According to Dr Simon Chadwick, a British academic who has studied the popularity of English football in Asia, there is no substitute for history in the eyes of Chinese fans who appear to regard English Premiership champion, Chealsea FC, as an upstart among more august company. “The difficulty for Chelsea is that there is so much brand equity in history,” Dr Chadwick, of Birkbeck College’s Sports Business Centre, told Kevin Eason of The Times. “Chelsea might be ambitious and have aspirations to be the world’s biggest club, but they are still the new kids on the block in global terms, a long way behind Manchester United and Real Madrid in the Chinese market particularly. Chelsea can sign big-name players and raise their profile, but history is built up over decades and they cannot create that.”

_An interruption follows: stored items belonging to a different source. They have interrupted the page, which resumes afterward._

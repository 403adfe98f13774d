//! Storage infrastructure - Storage implementations

mod factory;
mod in_memory;
mod postgres;

pub use factory::{StorageConfig, StorageFactory, StorageType};
pub use in_memory::InMemoryStorage;
pub use postgres::{PostgresConfig, PostgresStorage};
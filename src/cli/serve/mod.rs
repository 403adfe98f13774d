//! Serve command - runs the national team HTTP server

use std::net::SocketAddr;

use anyhow::Context;
use clap::Args;
use tokio::net::TcpListener;
use tokio::signal;
use tracing::{info, warn};

use crate::config::AppConfig;
use crate::infrastructure::logging;

#[derive(Debug, Args)]
pub struct ServeArgs {
    /// Port to listen on, overriding configuration
    #[arg(long)]
    pub port: Option<u16>,
}

/// Run the HTTP server until Ctrl+C or SIGTERM
pub async fn run(args: ServeArgs) -> anyhow::Result<()> {
    dotenvy::dotenv().ok();

    let config = load_config(&args)?;

    logging::init_logging(&logging::LoggingConfig::from(&config.logging));

    let state = crate::create_app_state_with_config(&config).await?;
    let app = crate::api::create_router(state);

    let addr = build_socket_addr(&config)?;
    info!("Starting national team service on {}", addr);

    let listener = TcpListener::bind(addr).await?;

    axum::serve(listener, app)
        .with_graceful_shutdown(shutdown_signal())
        .await?;

    info!("National team service shutdown complete");

    Ok(())
}

async fn shutdown_signal() {
    let ctrl_c = async {
        if let Err(e) = signal::ctrl_c().await {
            warn!(error = %e, "Failed to listen for Ctrl+C");
            std::future::pending::<()>().await;
        }
    };

    #[cfg(unix)]
    let terminate = async {
        match signal::unix::signal(signal::unix::SignalKind::terminate()) {
            Ok(mut stream) => {
                stream.recv().await;
            }
            Err(e) => {
                warn!(error = %e, "Failed to install SIGTERM handler");
                std::future::pending::<()>().await;
            }
        }
    };

    #[cfg(not(unix))]
    let terminate = std::future::pending::<()>();

    tokio::select! {
        _ = ctrl_c => {
            info!("Received Ctrl+C, initiating graceful shutdown");
        }
        _ = terminate => {
            info!("Received SIGTERM, initiating graceful shutdown");
        }
    }
}

fn load_config(args: &ServeArgs) -> anyhow::Result<AppConfig> {
    let mut config = AppConfig::load().context("Failed to load configuration")?;

    if let Some(port) = args.port {
        config.server.port = port;
    }

    Ok(config)
}

fn build_socket_addr(config: &AppConfig) -> anyhow::Result<SocketAddr> {
    Ok(SocketAddr::from((
        config.server.host.parse::<std::net::IpAddr>()?,
        config.server.port,
    )))
}

#[cfg(test)]
mod tests {
    use super::*;

    #[test]
    fn test_port_flag_overrides_config() {
        let config = load_config(&ServeArgs { port: Some(9004) }).unwrap();
        assert_eq!(config.server.port, 9004);
    }

    #[test]
    fn test_build_socket_addr() {
        let config = AppConfig::default();
        let addr = build_socket_addr(&config).unwrap();

        assert_eq!(addr.to_string(), "0.0.0.0:7004");
    }

    #[test]
    fn test_build_socket_addr_rejects_hostname() {
        let mut config = AppConfig::default();
        config.server.host = "not-an-ip".to_string();

        assert!(build_socket_addr(&config).is_err());
    }
}
//! Afroman Session - Entitlement state machine.
//!
//! This crate owns the session's access state (admin / subscribed / guest /
//! payment-pending) and the transition rules between them, backed by a
//! narrow key-value persistence interface.
//!
//! # Architecture
//!
//! - [`Session`] - the four access flags, a plain copyable snapshot
//! - [`EntitlementManager`] - owns a `Session` and applies the transition
//!   rules; the only writer of session state
//! - [`EntitlementConfig`] - injectable admin credentials, verification-code
//!   allowlist, and checkout link
//! - [`storage`] - the `KeyValueStore` trait, in-memory and file-backed
//!   implementations, and the best-effort persistence wrapper
//!
//! In-memory flags are the source of truth for the current session;
//! persistence is a best-effort carry-over to the next app launch. Storage
//! failures are logged and swallowed, never surfaced to callers.

#![cfg_attr(not(test), forbid(unsafe_code))]

pub mod config;
pub mod manager;
pub mod session;
pub mod storage;

pub use config::{AdminCredentials, EntitlementConfig};
pub use manager::EntitlementManager;
pub use session::{Session, keys};
pub use storage::{BestEffort, FileStore, KeyValueStore, MemoryStore, StorageError};
//! Newtype IDs for type-safe entity references.
//!
//! Use the `define_id!` macro to create type-safe ID wrappers that prevent
//! accidentally mixing IDs from different entity types. Catalog identifiers
//! are human-readable strings (e.g. `"tshirt-black"`), so the wrappers are
//! string-backed.

/// Macro to define a type-safe ID wrapper.
///
/// Creates a newtype wrapper around `String` with:
/// - `Serialize`/`Deserialize` with `#[serde(transparent)]`
/// - `Debug`, `Clone`, `PartialEq`, `Eq`, `Hash`, `PartialOrd`, `Ord`
/// - Conversion methods: `new()`, `as_str()`, `into_inner()`
/// - `From<&str>` and `From<String>` implementations
///
/// # Example
///
/// ```rust
/// # use afroman_core::define_id;
/// define_id!(VideoId);
/// define_id!(MerchItemId);
///
/// let video_id = VideoId::new("1");
/// let merch_id = MerchItemId::new("tshirt-black");
///
/// // These are different types, so this won't compile:
/// // let _: VideoId = merch_id;
/// ```
#[macro_export]
macro_rules! define_id {
    ($name:ident) => {
        #[derive(
            Debug,
            Clone,
            PartialEq,
            Eq,
            Hash,
            PartialOrd,
            Ord,
            ::serde::Serialize,
            ::serde::Deserialize
        )]
        #[serde(transparent)]
        pub struct $name(String);

        impl $name {
            /// Create a new ID from a string value.
            #[must_use]
            pub fn new(id: impl Into<String>) -> Self {
                Self(id.into())
            }

            /// Get the ID as a string slice.
            #[must_use]
            pub fn as_str(&self) -> &str {
                &self.0
            }

            /// Consume the ID and return its inner string.
            #[must_use]
            pub fn into_inner(self) -> String {
                self.0
            }
        }

        impl ::core::fmt::Display for $name {
            fn fmt(&self, f: &mut ::core::fmt::Formatter<'_>) -> ::core::fmt::Result {
                write!(f, "{}", self.0)
            }
        }

        impl From<&str> for $name {
            fn from(id: &str) -> Self {
                Self(id.to_owned())
            }
        }

        impl From<String> for $name {
            fn from(id: String) -> Self {
                Self(id)
            }
        }

        impl From<$name> for String {
            fn from(id: $name) -> Self {
                id.0
            }
        }
    };
}

define_id!(VideoId);
define_id!(MerchItemId);
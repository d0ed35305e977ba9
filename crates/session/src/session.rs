//! Session flag snapshot and persisted key names.

use serde::{Deserialize, Serialize};

use afroman_core::Video;

/// The session's four access flags.
///
/// This is a plain snapshot: UI consumers read it (directly or via a
/// watcher) and render from it. Only [`crate::EntitlementManager`] mutates
/// session state.
///
/// Admin status is orthogonal to the other flags and a guest can
/// simultaneously be subscribed or admin; no mutual exclusion is enforced.
#[derive(Debug, Clone, Copy, PartialEq, Eq, Default, Serialize, Deserialize)]
pub struct Session {
    /// Admin credentials were accepted this process lifetime. Never
    /// persisted; cleared on restart.
    pub is_admin_logged_in: bool,
    /// A valid verification code was accepted (this launch or a prior one).
    pub is_subscribed: bool,
    /// The user explicitly chose guest browsing. In-memory only.
    pub is_guest: bool,
    /// An external checkout was initiated and not yet confirmed by code.
    pub payment_pending: bool,
}

impl Session {
    /// Whether this session may watch the given video.
    ///
    /// Free content is always watchable; premium content requires an
    /// active subscription. Admin status alone does not grant access.
    #[must_use]
    pub const fn can_watch(&self, video: &Video) -> bool {
        video.is_free || self.is_subscribed
    }
}

/// Persisted key names and marker values.
///
/// Absence of a key means "false"/"inactive"; the markers are the only
/// values ever written.
pub mod keys {
    /// Key for the subscription-status marker.
    pub const SUBSCRIPTION: &str = "@afroman_subscription";

    /// Value stored under [`SUBSCRIPTION`] when the subscription is active.
    pub const SUBSCRIPTION_ACTIVE: &str = "active";

    /// Key for the payment-pending marker.
    pub const PAYMENT_PENDING: &str = "@afroman_payment_pending";

    /// Value stored under [`PAYMENT_PENDING`] while a checkout is pending.
    pub const PAYMENT_PENDING_TRUE: &str = "true";
}

#[cfg(test)]
#[allow(clippy::unwrap_used)]
mod tests {
    use afroman_core::VideoId;

    use super::*;

    fn video(is_free: bool) -> Video {
        Video {
            id: VideoId::new("v"),
            title: String::new(),
            description: String::new(),
            thumbnail_url: String::new(),
            video_url: String::new(),
            is_free,
            duration: None,
        }
    }

    #[test]
    fn test_default_session_all_false() {
        let session = Session::default();
        assert!(!session.is_admin_logged_in);
        assert!(!session.is_subscribed);
        assert!(!session.is_guest);
        assert!(!session.payment_pending);
    }

    #[test]
    fn test_can_watch_free_always() {
        assert!(Session::default().can_watch(&video(true)));
    }

    #[test]
    fn test_can_watch_premium_requires_subscription() {
        let mut session = Session::default();
        assert!(!session.can_watch(&video(false)));

        session.is_subscribed = true;
        assert!(session.can_watch(&video(false)));
    }

    #[test]
    fn test_admin_does_not_grant_watch_access() {
        let session = Session {
            is_admin_logged_in: true,
            ..Session::default()
        };
        assert!(!session.can_watch(&video(false)));
    }
}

Dr Chadwick added: “Football is often talked about as the most popular sport in China, but basketball is huge there and Formula One is attracting attention. Chelsea are not just competing against Manchester United or Real Madrid but against many other sports and brand names also looking for the same money. Peter Kenyon may have to wait a long time before Chelsea is the biggest name in sport in China because they have so much ground to make up. But they do seem to have a long-term strategy, unlike some other sports businesses — including big football clubs — that have used China for a smash-and-grab raid. It is a big job and Chelsea have a long way to go in China, which they have to conquer before they could call themselves the world’s biggest club.”

The Times article stated that the English Premier League "is the most-watched football in China, with 53 percent of all football fans tuning in, compared with 45 percent for China’s own league matches". It also quoted a survey of 400 Asian fans by Birkbeck College that discovered that 75 percent of those polled claimed to be Manchester United supporters with "only 13 Chelsea fans in the sample".